The State of Smart TV: Automatic Content Recognition (ACR)
Author
Carlos Barge
ACR (Automatic Content Recognition) data from smart TVs may be one of the most revolutionary ways for networks and advertisers to measure viewing habits. It’s also one of the least understood pieces of technology in the TV ecosystem, so what follows is an attempt to shed a little light on the topic.
ACR is not only about helping television get more digital; it also allows digitally-delivered video to move beyond impressions and calculate reach and frequency, which has always been a necessity for television buyers.
The real-time nature of recording “glass-level” behavior moves T/V measurement into territory that television has not yet dared to visit. TV must be more measurable in order to compete with other digital delivery platforms.
Collecting Data
On a technological level, ACR data works because smart TVs (with permission) capture a few pixels from whatever the viewer is currently watching on the TV and share that data with the TV manufacturer’s ACR tracking software. The software takes those pixels and matches them to a database that keeps track of local broadcasts in whatever region the viewer is watching in.

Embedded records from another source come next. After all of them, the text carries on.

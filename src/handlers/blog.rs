use axum::{
    Json,
    extract::{Path, Query, State},
    http::StatusCode,
};

use crate::{
    AppState,
    auth::AuthUser,
    error::ApiError,
    handlers::AppJson,
    models::{
        Blog, BlogCategory, BlogFilter, BlogQuery, CategoryRequest, CategoryUpdate,
        CreateBlogRequest, SearchFilter, UpdateBlogRequest,
    },
    policy::AdminCaller,
    services::blog::BlogService,
};

// --- Categories ---

/// list_categories
///
/// [Authenticated Route] Categories ordered by name, optionally searched by
/// name or slug.
#[utoipa::path(
    get,
    path = "/blog/categories",
    params(SearchFilter),
    responses((status = 200, description = "Blog categories", body = [BlogCategory]))
)]
pub async fn list_categories(
    _caller: AuthUser,
    State(state): State<AppState>,
    Query(filter): Query<SearchFilter>,
) -> Result<Json<Vec<BlogCategory>>, ApiError> {
    let categories = BlogService::new(state.repo.as_ref())
        .list_categories(filter.search.as_deref())
        .await?;
    Ok(Json(categories))
}

#[utoipa::path(
    get,
    path = "/blog/categories/{id}",
    params(("id" = i64, Path, description = "Category id")),
    responses(
        (status = 200, description = "Blog category", body = BlogCategory),
        (status = 404, description = "Not Found")
    )
)]
pub async fn get_category(
    _caller: AuthUser,
    State(state): State<AppState>,
    Path(id): Path<i64>,
) -> Result<Json<BlogCategory>, ApiError> {
    Ok(Json(BlogService::new(state.repo.as_ref()).get_category(id).await?))
}

#[utoipa::path(
    post,
    path = "/blog/categories",
    request_body = CategoryRequest,
    responses(
        (status = 201, description = "Category created", body = BlogCategory),
        (status = 400, description = "Validation errors"),
        (status = 403, description = "Not an admin")
    )
)]
pub async fn create_category(
    _admin: AdminCaller,
    State(state): State<AppState>,
    AppJson(payload): AppJson<CategoryRequest>,
) -> Result<(StatusCode, Json<BlogCategory>), ApiError> {
    let category = BlogService::new(state.repo.as_ref())
        .create_category(payload)
        .await?;
    Ok((StatusCode::CREATED, Json(category)))
}

#[utoipa::path(
    method(put, patch),
    path = "/blog/categories/{id}",
    params(("id" = i64, Path, description = "Category id")),
    request_body = CategoryUpdate,
    responses(
        (status = 200, description = "Category updated", body = BlogCategory),
        (status = 403, description = "Not an admin"),
        (status = 404, description = "Not Found")
    )
)]
pub async fn update_category(
    _admin: AdminCaller,
    State(state): State<AppState>,
    Path(id): Path<i64>,
    AppJson(payload): AppJson<CategoryUpdate>,
) -> Result<Json<BlogCategory>, ApiError> {
    let category = BlogService::new(state.repo.as_ref())
        .update_category(id, payload)
        .await?;
    Ok(Json(category))
}

/// delete_category
///
/// [Admin] Posts in the category survive with no category.
#[utoipa::path(
    delete,
    path = "/blog/categories/{id}",
    params(("id" = i64, Path, description = "Category id")),
    responses(
        (status = 204, description = "Deleted"),
        (status = 403, description = "Not an admin"),
        (status = 404, description = "Not Found")
    )
)]
pub async fn delete_category(
    _admin: AdminCaller,
    State(state): State<AppState>,
    Path(id): Path<i64>,
) -> Result<StatusCode, ApiError> {
    BlogService::new(state.repo.as_ref())
        .delete_category(id)
        .await?;
    Ok(StatusCode::NO_CONTENT)
}

// --- Posts ---

/// list_blogs
///
/// [Authenticated Route] Lists posts of every status, newest first unless
/// `ordering` says otherwise.
///
/// `search` splits on whitespace and commas; each term has to appear in the
/// title, slug, excerpt or content.
#[utoipa::path(
    get,
    path = "/blogs",
    params(BlogFilter),
    responses((status = 200, description = "Blogs", body = [Blog]))
)]
pub async fn list_blogs(
    _caller: AuthUser,
    State(state): State<AppState>,
    Query(filter): Query<BlogFilter>,
) -> Result<Json<Vec<Blog>>, ApiError> {
    let query = BlogQuery::from(filter);
    Ok(Json(
        BlogService::new(state.repo.as_ref()).list_blogs(&query).await?,
    ))
}

#[utoipa::path(
    get,
    path = "/blogs/{id}",
    params(("id" = i64, Path, description = "Blog id")),
    responses(
        (status = 200, description = "Blog", body = Blog),
        (status = 404, description = "Not Found")
    )
)]
pub async fn get_blog(
    _caller: AuthUser,
    State(state): State<AppState>,
    Path(id): Path<i64>,
) -> Result<Json<Blog>, ApiError> {
    Ok(Json(BlogService::new(state.repo.as_ref()).get_blog(id).await?))
}

/// create_blog
///
/// [Admin] `slug` and `hero_title` default to values derived from the title.
#[utoipa::path(
    post,
    path = "/blogs",
    request_body = CreateBlogRequest,
    responses(
        (status = 201, description = "Blog created", body = Blog),
        (status = 400, description = "Validation errors"),
        (status = 403, description = "Not an admin")
    )
)]
pub async fn create_blog(
    _admin: AdminCaller,
    State(state): State<AppState>,
    AppJson(payload): AppJson<CreateBlogRequest>,
) -> Result<(StatusCode, Json<Blog>), ApiError> {
    let blog = BlogService::new(state.repo.as_ref())
        .create_blog(payload)
        .await?;
    Ok((StatusCode::CREATED, Json(blog)))
}

#[utoipa::path(
    method(put, patch),
    path = "/blogs/{id}",
    params(("id" = i64, Path, description = "Blog id")),
    request_body = UpdateBlogRequest,
    responses(
        (status = 200, description = "Blog updated", body = Blog),
        (status = 400, description = "Validation errors"),
        (status = 403, description = "Not an admin"),
        (status = 404, description = "Not Found")
    )
)]
pub async fn update_blog(
    _admin: AdminCaller,
    State(state): State<AppState>,
    Path(id): Path<i64>,
    AppJson(payload): AppJson<UpdateBlogRequest>,
) -> Result<Json<Blog>, ApiError> {
    let blog = BlogService::new(state.repo.as_ref())
        .update_blog(id, payload)
        .await?;
    Ok(Json(blog))
}

#[utoipa::path(
    delete,
    path = "/blogs/{id}",
    params(("id" = i64, Path, description = "Blog id")),
    responses(
        (status = 204, description = "Deleted"),
        (status = 403, description = "Not an admin"),
        (status = 404, description = "Not Found")
    )
)]
pub async fn delete_blog(
    _admin: AdminCaller,
    State(state): State<AppState>,
    Path(id): Path<i64>,
) -> Result<StatusCode, ApiError> {
    BlogService::new(state.repo.as_ref()).delete_blog(id).await?;
    Ok(StatusCode::NO_CONTENT)
}
//! Role-based authorization.
//!
//! A single policy decides administrative privilege for every protected
//! operation: roles, users, blog categories and blogs all go through
//! `require_admin`.

use axum::{
    extract::{FromRef, FromRequestParts},
    http::request::Parts,
};

use crate::{
    auth::AuthUser, config::AppConfig, error::ApiError, models::User,
    repository::RepositoryState,
};

/// Slug of the role that grants administrative privilege.
pub const ADMIN_ROLE_SLUG: &str = "admin";

pub const PERMISSION_DENIED: &str = "You do not have permission to perform this action.";

/// True iff the identity holds the admin role or one of the legacy
/// staff/superuser flags.
///
/// Only authenticated identities reach this function: an `AuthUser` cannot
/// be built without a verified token.
pub fn is_admin(user: &User) -> bool {
    user.role_slug() == Some(ADMIN_ROLE_SLUG) || user.is_staff || user.is_superuser
}

/// Rejects non-admin callers with a permission error (403).
pub fn require_admin(caller: &AuthUser) -> Result<(), ApiError> {
    if is_admin(&caller.user) {
        Ok(())
    } else {
        tracing::debug!(user_id = caller.user.id, "admin privilege required");
        Err(ApiError::Permission(PERMISSION_DENIED.to_string()))
    }
}

/// AdminCaller
///
/// An authenticated caller that passed `require_admin`. As a parts extractor
/// it runs before any body extractor, so a non-admin gets 403 whatever the
/// payload looks like.
#[derive(Debug, Clone)]
pub struct AdminCaller(pub AuthUser);

impl<S> FromRequestParts<S> for AdminCaller
where
    S: Send + Sync,
    RepositoryState: FromRef<S>,
    AppConfig: FromRef<S>,
{
    type Rejection = ApiError;

    async fn from_request_parts(parts: &mut Parts, state: &S) -> Result<Self, Self::Rejection> {
        let caller = AuthUser::from_request_parts(parts, state).await?;
        require_admin(&caller)?;
        Ok(AdminCaller(caller))
    }
}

By looking at the time, length of commercial breaks and which commercials are being seen, the ACR data provider is able to know several things: (a) is the viewer watching linear, OTT, DVR or VOD? (b) what shows and commercials they are watching on a second-by-second basis, and (c) what the viewers IP address is, which will then allow them to know their physical address and which websites and apps they visit. (This data is all anonymized, e.g., there are no actual names attached.)
Challenges Ahead
Data privacy issues and the consumer opt-in challenges will guide the level of success that ACR and its sibling addressability technology DAI will bring to the ad industry. As GDPR and the California Consumer Privacy Act bring legal restrictions or self-regulation, consumer data privacy and how data is used will be a hot issue. All ACR players will need to stay ahead of regulation by making opt-in transparent to users and terms of use as clear as possible.
What Now?
By 2021, according to eMarketer, there will be about 114 million Smart TVs in the U.S.—enabled by ACR-capable devices like Roku and Apple TV. ACR is about data, viewability and addressability – all adding obvious value for advertisers and content providers. However, any growth will happen only if consumer benefits like content search, ad relevancy and a saner volume and frequency of ad messages justify viewer decisions to opt-into the ACR process.